Fragmented Tools: When knowledge lives in different places (Slack, Notion, GitHub, Confluence, someone's laptop), it's effectively inaccessible. No one knows where to look, so they give up and ask the expert.
Reducing silos requires intentional effort:
Documentation: Systematic documentation of systems, decisions, and processes. This is ongoing work, not a one-time project. New documentation should be part of the definition of done for features.
Knowledge Sharing Sessions: Regular presentations where knowledge holders teach others. Pair programming is high-leverage but doesn't scale—recorded sessions or documentation supplements scaling.
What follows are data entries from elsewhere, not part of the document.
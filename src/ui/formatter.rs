//! Pure formatting functions for UI output.
//!
//! The `format_*` functions build the text and the `display_*` functions
//! print it. Styling goes through `console`, so disabling colors globally
//! turns every function here into plain text.

use crate::advisory::Advisory;
use crate::analyzer::{Comparison, Description, IdentifierDescription};
use crate::domain::{CoreRendering, SemanticVersion, UpdateSeverity};
use console::{style, StyledObject};

/// Format and print an error message in red.
pub fn display_error(message: &str) {
    eprintln!("{} {}", style("ERROR:").red(), message);
}

/// Format and print a success message with green checkmark.
pub fn display_success(message: &str) {
    println!("{} {}", style("✓").green(), message);
}

/// Display an advisory to the user.
///
/// Shows a yellow warning icon followed by the advisory message.
pub fn display_advisory(advisory: &Advisory) {
    eprintln!("{}", format_advisory(advisory));
}

pub fn format_advisory(advisory: &Advisory) -> String {
    format!("{} {}", style("⚠ WARNING:").yellow(), advisory)
}

/// Display the breakdown of a single version.
pub fn display_description(description: &Description) {
    println!("{}", format_description(description));
}

/// Build the breakdown of a single version.
///
/// Lists the core, every pre-release identifier with its kind, every build
/// identifier with its kind and the absolute string.
pub fn format_description(description: &Description) -> String {
    let mut lines = vec![
        format!("{}", style(format!("Version {}", description.version)).bold()),
        format!("  Core:        {}", style(&description.core).cyan()),
    ];

    lines.push(format!(
        "  Pre-release: {}",
        format_identifiers(&description.prerelease)
    ));
    lines.push(format!(
        "  Build:       {}",
        format_identifiers(&description.build)
    ));
    lines.push(format!("  Absolute:    {}", description.version));

    lines.join("\n")
}

fn format_identifiers(identifiers: &[IdentifierDescription]) -> String {
    if identifiers.is_empty() {
        return format!("{}", style("(none)").dim());
    }
    identifiers
        .iter()
        .map(|identifier| {
            format!(
                "{} {}",
                identifier.value,
                style(format!("({})", identifier.kind.as_str())).dim()
            )
        })
        .collect::<Vec<_>>()
        .join(", ")
}

/// Display a comparison report, followed by its advisories on stderr.
pub fn display_comparison(report: &Comparison, rendering: CoreRendering) {
    println!("{}", format_comparison(report, rendering));
    for advisory in &report.advisories {
        display_advisory(advisory);
    }
}

/// Build the comparison report shown for two versions.
pub fn format_comparison(report: &Comparison, rendering: CoreRendering) -> String {
    let compatibility = if report.compatible {
        style(report.compatibility_sentence()).green()
    } else {
        style(report.compatibility_sentence()).red()
    };

    [
        format!(
            "{}",
            style(format!(
                "A: {}  B: {}",
                report.current.absolute_string_with(rendering),
                report.candidate.absolute_string_with(rendering)
            ))
            .bold()
        ),
        format!(
            "  Relation:      {} ({})",
            report.relation,
            report.relation.symbol()
        ),
        format!(
            "  Severity:      {} {}",
            style_severity(report.severity),
            report.severity_sentence()
        ),
        format!("  Compatibility: {}", compatibility),
    ]
    .join("\n")
}

fn style_severity(severity: UpdateSeverity) -> StyledObject<String> {
    let label = style(format!("[{}]", severity));
    match severity {
        UpdateSeverity::Major => label.red().bold(),
        UpdateSeverity::Minor => label.yellow(),
        UpdateSeverity::Patch => label.green(),
        UpdateSeverity::Prerelease | UpdateSeverity::Build => label.cyan(),
        UpdateSeverity::NoUpdate => label.dim(),
    }
}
Rotation: Rotating people through different roles exposes them to different knowledge domains and prevents any single person from being the only expert.
Clear Decision Records: When architectural or product decisions are made, document the decision, the options considered, and why the chosen option was selected. This is invaluable context for future decisions.
Cross-Functional Collaboration: Deliberately bring teams together. Have backend engineers sit in on frontend planning. Have product managers attend technical design reviews. Knowledge flows when people are in the same rooms.
Accessible Tools: Consolidate where knowledge lives. One wiki, one Q&A tool, one source of truth. Make it searchable and accessible.
Mentoring and Pair Programming: Direct knowledge transfer works. Schedule it intentionally, don't hope it happens organically.
Glue helps break down knowledge silos by making codebase knowledge transparent and accessible. Instead of knowledge existing only in the heads of senior engineers, Glue makes it queryable. Product managers can ask questions about the codebase directly. New developers can understand feature implementations quickly. The "why" becomes visible through code intelligence.
"Silos only happen in large companies." False. Small teams with single-engineer features develop silos quickly. A 10-person startup with one expert on payments has a dangerous silo.
"Good documentation solves silos." Partly true. Documentation is necessary but not sufficient. Documentation that no one reads doesn't break silos. You need accessibility, searchability, and a culture where people check docs first.
"Silos are fine as long as we have backups." False. Even if two people know something, that's still a silo—just with lower risk. True knowledge distribution means three or more people understand critical systems.
"We can eliminate silos by hiring more experts." Hiring helps but won't solve it alone. Unless you're transferring existing knowledge to those new people, you're just adding more people to the silo.
Bus Factor: How many people would need to leave before critical knowledge is lost. Bus factor is the quantification of silo risk.
Technical Debt: Undocumented code is a form of technical debt. It increases silos because knowledge is trapped in code.
Developer Onboarding: Organizations with silos have slower onboarding because new people need to learn from knowledge holders rather than reading documentation.
Code Complexity: Complex code with poor documentation creates silos because only the original author understands it.
Q: Is some level of specialization the same as a knowledge silo? A: No. Specialization is healthy—having someone deep in machine learning or distributed systems is valuable. A silo is when that knowledge is inaccessible to others. The specialist should be able to document their approach, teach others, and help the team understand key concepts.
Q: How do you know if your organization has knowledge silos? A: Ask: "For each critical system, could someone other than the owner maintain it tomorrow?" If the answer is no, you have a silo. Also watch for repeated questions—if the same question keeps getting asked, that's knowledge that should be documented but isn't.
Q: Can you have too much knowledge sharing? A: In theory, no—though in practice, excessive meetings or documentation requirements can slow teams down. The goal is efficient knowledge sharing: right information, right people, right time.